Joy is not a plentiful commodity in our world , and we have lost one of its boundless sources - we can only try to learn from Carl and hope that maybe, at least on a one-to-one basis if not to a whole stadium like he did , we can make those we meet a little happier, their days a little brighter . Carl would like that .
---- Bruce Kaplan
Carl Martin was one of the more interesting, yet little known country blues performers to have recorded during the mid-1930s. An accomplished singer, Martin played mandolin, guitar, violin, and string bass all with equal proficiency. Beginning with an Oct. 27,1934 session for Bluebird, where he cut "You can Go your way" and "Kid Man Blues", Martin participated in six additional sessions from January of the following year through mid-April of 1936, for OKeh, Vocalion, Bluebird, Decca and Champion, recording a total of 13 selections. Among these were such memorable performances as the wry "Good Morning Judge", " Crow Jane" ( a widely circulated traditional piece that has been recorded frequently) and the fine topical song "Let's Have A New Deal". In Addition Martin participated in a number of recording dates led by such Chicago-based performers as Big Bill Broonzy, Tampa Red and Bumble Bee Slim, and backed up his close friends and long-time playing partners Howard Armstrong ( who recorded as "Louie Bluie" ) and Ted Bogan on their March 1934 recordings for Bluebird.

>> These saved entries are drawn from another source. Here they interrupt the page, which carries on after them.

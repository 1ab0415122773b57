use crate::dto::employee::EmployeeSummaryDto;
use crate::error::SharedError;
use serde::{Deserialize, Serialize};
use validator::Validate;

/// Aggregate counters the backend attaches to a feedback request.
///
/// Serialized as the `_count` block. The whole block is optional on the
/// wire; its absence means "counts unavailable", not an error.
#[derive(Debug, Clone, PartialEq, Serialize, Deserialize)]
pub struct FeedbackRequestCountsDto {
    pub responses: u32,
    pub page_views: u32,
    pub unique_viewers: u32,
}

/// One reviewer's submitted answer to a feedback request.
///
/// Created by the backend on submission and immutable afterwards; this
/// crate only reads it.
#[derive(Debug, Clone, PartialEq, Serialize, Deserialize, Validate)]
pub struct FeedbackResponseDto {
    #[validate(length(min = 1, message = "Response id is required"))]
    pub id: String,

    /// Must reference an existing feedback request.
    #[validate(length(min = 1, message = "Parent request id is required"))]
    pub feedback_request_id: String,

    /// Free-form relationship label, e.g. "peer" or "manager".
    pub relationship: String,

    // Nullable free text. `null` on the wire stays `null`; these are not
    // collapsed to empty strings or omitted keys.
    #[serde(default)]
    pub strengths: Option<String>,
    #[serde(default)]
    pub areas_for_improvement: Option<String>,

    /// String-encoded submission timestamp, passed through verbatim.
    pub submitted_at: String,

    /// Free-form status; the value set is owned by the backend.
    pub status: String,

    #[serde(default, skip_serializing_if = "Option::is_none")]
    pub employee: Option<EmployeeSummaryDto>,
}

/// A solicitation for feedback about a target employee within a review
/// cycle. Owns zero or more responses via `feedback_request_id`.
#[derive(Debug, Clone, PartialEq, Serialize, Deserialize, Validate)]
pub struct FeedbackRequestDto {
    #[validate(length(min = 1, message = "Request id is required"))]
    pub id: String,

    #[validate(length(min = 1, message = "Employee id is required"))]
    pub employee_id: String,

    #[validate(length(min = 1, message = "Review cycle id is required"))]
    pub review_cycle_id: String,

    #[serde(default, skip_serializing_if = "Option::is_none")]
    pub unique_link: Option<String>,

    /// Free-form status; the value set is owned by the backend.
    pub status: String,

    /// Expected number of responses. Not an enforced cap.
    pub target_responses: u32,

    /// String-encoded timestamps, passed through verbatim.
    pub created_at: String,
    pub updated_at: String,
    #[serde(default)]
    pub last_analyzed_at: Option<String>,

    #[serde(default, skip_serializing_if = "Option::is_none")]
    pub employee: Option<EmployeeSummaryDto>,

    #[serde(default, skip_serializing_if = "Option::is_none")]
    pub responses: Option<Vec<FeedbackResponseDto>>,

    #[serde(rename = "_count", default, skip_serializing_if = "Option::is_none")]
    pub counts: Option<FeedbackRequestCountsDto>,
}

impl FeedbackResponseDto {
    /// Parse and validate a single response payload from the backend.
    pub fn from_json(payload: &str) -> crate::Result<Self> {
        let dto: Self =
            serde_json::from_str(payload).map_err(|e| SharedError::Conversion(e.to_string()))?;
        dto.validate()
            .map_err(|e| SharedError::Validation(e.to_string()))?;
        Ok(dto)
    }
}

impl FeedbackRequestDto {
    /// Parse and validate a request payload from the backend.
    pub fn from_json(payload: &str) -> crate::Result<Self> {
        let dto: Self =
            serde_json::from_str(payload).map_err(|e| SharedError::Conversion(e.to_string()))?;
        dto.validate()
            .map_err(|e| SharedError::Validation(e.to_string()))?;
        Ok(dto)
    }

    /// Response count from the aggregate block, when the backend sent one.
    pub fn response_count(&self) -> Option<u32> {
        self.counts.as_ref().map(|c| c.responses)
    }
}
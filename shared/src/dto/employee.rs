use serde::{Deserialize, Serialize};
use validator::Validate;

/// Condensed view of an employee as embedded in feedback payloads.
#[derive(Debug, Clone, PartialEq, Serialize, Deserialize, Validate)]
pub struct EmployeeSummaryDto {
    #[validate(length(min = 1, message = "Employee id is required"))]
    pub id: String,
    pub name: String,
    pub role: String,
}
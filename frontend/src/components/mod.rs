pub mod feedback_summary;
pub mod protected_route;
use gloo_storage::{LocalStorage, Storage};
use log::debug;
use shared::EmployeeSummaryDto;
use std::rc::Rc;
use yew::prelude::*;

const EMPLOYEE_STORAGE_KEY: &str = "employee";

/// Tri-state session status gating access to protected UI.
#[derive(Clone, Copy, Debug, PartialEq, Eq)]
pub enum AuthStatus {
    Loading,
    Unauthenticated,
    Authenticated,
}

#[derive(Clone, Debug, PartialEq)]
pub struct SessionState {
    pub status: AuthStatus,
    pub employee: Option<EmployeeSummaryDto>,
}

impl Default for SessionState {
    fn default() -> Self {
        Self {
            status: AuthStatus::Loading,
            employee: None,
        }
    }
}

#[derive(Clone, Debug, PartialEq)]
pub enum SessionAction {
    Restored(EmployeeSummaryDto),
    RestoreFailed,
    SignedOut,
}

impl Reducible for SessionState {
    type Action = SessionAction;

    fn reduce(self: Rc<Self>, action: Self::Action) -> Rc<Self> {
        match action {
            SessionAction::Restored(employee) => Rc::new(Self {
                status: AuthStatus::Authenticated,
                employee: Some(employee),
            }),
            SessionAction::RestoreFailed => Rc::new(Self {
                status: AuthStatus::Unauthenticated,
                employee: None,
            }),
            SessionAction::SignedOut => Rc::new(Self {
                status: AuthStatus::Unauthenticated,
                employee: None,
            }),
        }
    }
}

#[derive(Clone, Debug, PartialEq)]
pub struct SessionContext {
    pub state: SessionState,
    pub sign_out: Callback<()>,
}

#[derive(Properties, Clone, PartialEq)]
pub struct SessionProviderProps {
    #[prop_or_default]
    pub children: Children,
}

/// Owns the session status for the whole app and exposes it through
/// `SessionContext`. Starts in `Loading` and resolves once from local
/// storage on mount.
#[function_component(SessionProvider)]
pub fn session_provider(props: &SessionProviderProps) -> Html {
    let session = use_reducer_eq(SessionState::default);

    {
        let session = session.clone();
        use_effect_with((), move |_| {
            match LocalStorage::get::<EmployeeSummaryDto>(EMPLOYEE_STORAGE_KEY) {
                Ok(employee) => {
                    debug!("Restored session for employee {}", employee.id);
                    session.dispatch(SessionAction::Restored(employee));
                }
                Err(_) => {
                    debug!("No stored session found");
                    session.dispatch(SessionAction::RestoreFailed);
                }
            }
            || ()
        });
    }

    let sign_out = {
        let session = session.clone();
        Callback::from(move |_: ()| {
            LocalStorage::delete(EMPLOYEE_STORAGE_KEY);
            session.dispatch(SessionAction::SignedOut);
        })
    };

    let context = SessionContext {
        state: (*session).clone(),
        sign_out,
    };

    html! {
        <ContextProvider<SessionContext> context={context}>
            {props.children.clone()}
        </ContextProvider<SessionContext>>
    }
}
use crate::components::feedback_summary::FeedbackSummaryCard;
use crate::session::SessionContext;
use yew::prelude::*;

#[function_component(Dashboard)]
pub fn dashboard() -> Html {
    let session = use_context::<SessionContext>().expect("Session context not found");

    let greeting = session
        .state
        .employee
        .as_ref()
        .map(|employee| format!("Welcome back, {}", employee.name))
        .unwrap_or_else(|| "Welcome back".to_string());

    let on_sign_out = {
        let sign_out = session.sign_out.clone();
        Callback::from(move |_| sign_out.emit(()))
    };

    html! {
        <div class="dashboard-page container mx-auto px-4 sm:px-6 lg:px-8 py-8 sm:py-12">
            <div class="flex items-center justify-between mb-6 sm:mb-8">
                <h1 class="text-2xl sm:text-3xl font-bold text-gray-900">
                    {greeting}
                </h1>
                <button
                    onclick={on_sign_out}
                    class="text-sm font-semibold text-gray-500 hover:text-gray-700 transition-colors duration-200"
                >
                    {"Sign out"}
                </button>
            </div>
            <div class="grid grid-cols-1 lg:grid-cols-2 gap-6 sm:gap-8">
                <FeedbackSummaryCard />
            </div>
        </div>
    }
}
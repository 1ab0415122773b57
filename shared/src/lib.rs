pub mod dto {
    pub mod employee;
    pub mod feedback;
}

pub mod error;

// Re-export commonly used items
pub use error::{Result, SharedError};

// Re-export DTOs
pub use dto::{
    employee::EmployeeSummaryDto,
    feedback::{FeedbackRequestCountsDto, FeedbackRequestDto, FeedbackResponseDto},
};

Through the help of the late singer-guitarist-mandolinist Johnny Young, I met both Martin and Bogan early in 1966 in Chicago, where they had lived since 1932. The following interview with Martin was conducted there on May 31, 1966.
- Pete Welding
I was born in Virginia - Big Stone Gap, Va. - in 1906. We were a large family; I had three brothers and numerous sisters.... yeah about eight or nine.
My father was a stonemason but he was a good musician, too. Played violin and guitar. He played a violin all the time, mostly played at parties around there; he'd get out with the fellows and play. They used to call him Fiddlin´ Martin. He never did make any records; way back then there wasn't any recording. My brother was a musician too. He was a wizard - played violin, all string instruments - named Roland Martin. He was six years older than me. He was my daddy's first wife's son. He was born in Spartanburg,S.C.; that´s where my daddy was originally from.
The way I got to play - fellows would come by and play the guitar; that´s mostly what they would play back there then. The only things you would see was the plectrum banjo, the fiddle and the guitar....and you could see a mandolin occasionally. But that´s all. Where I was, it was a coal-mining region. Fellows would come through there with a guitar -mining men - and they´d stop over at our house and I´d watch them play. I was just a little boy, and learnt to pick up a piece or two.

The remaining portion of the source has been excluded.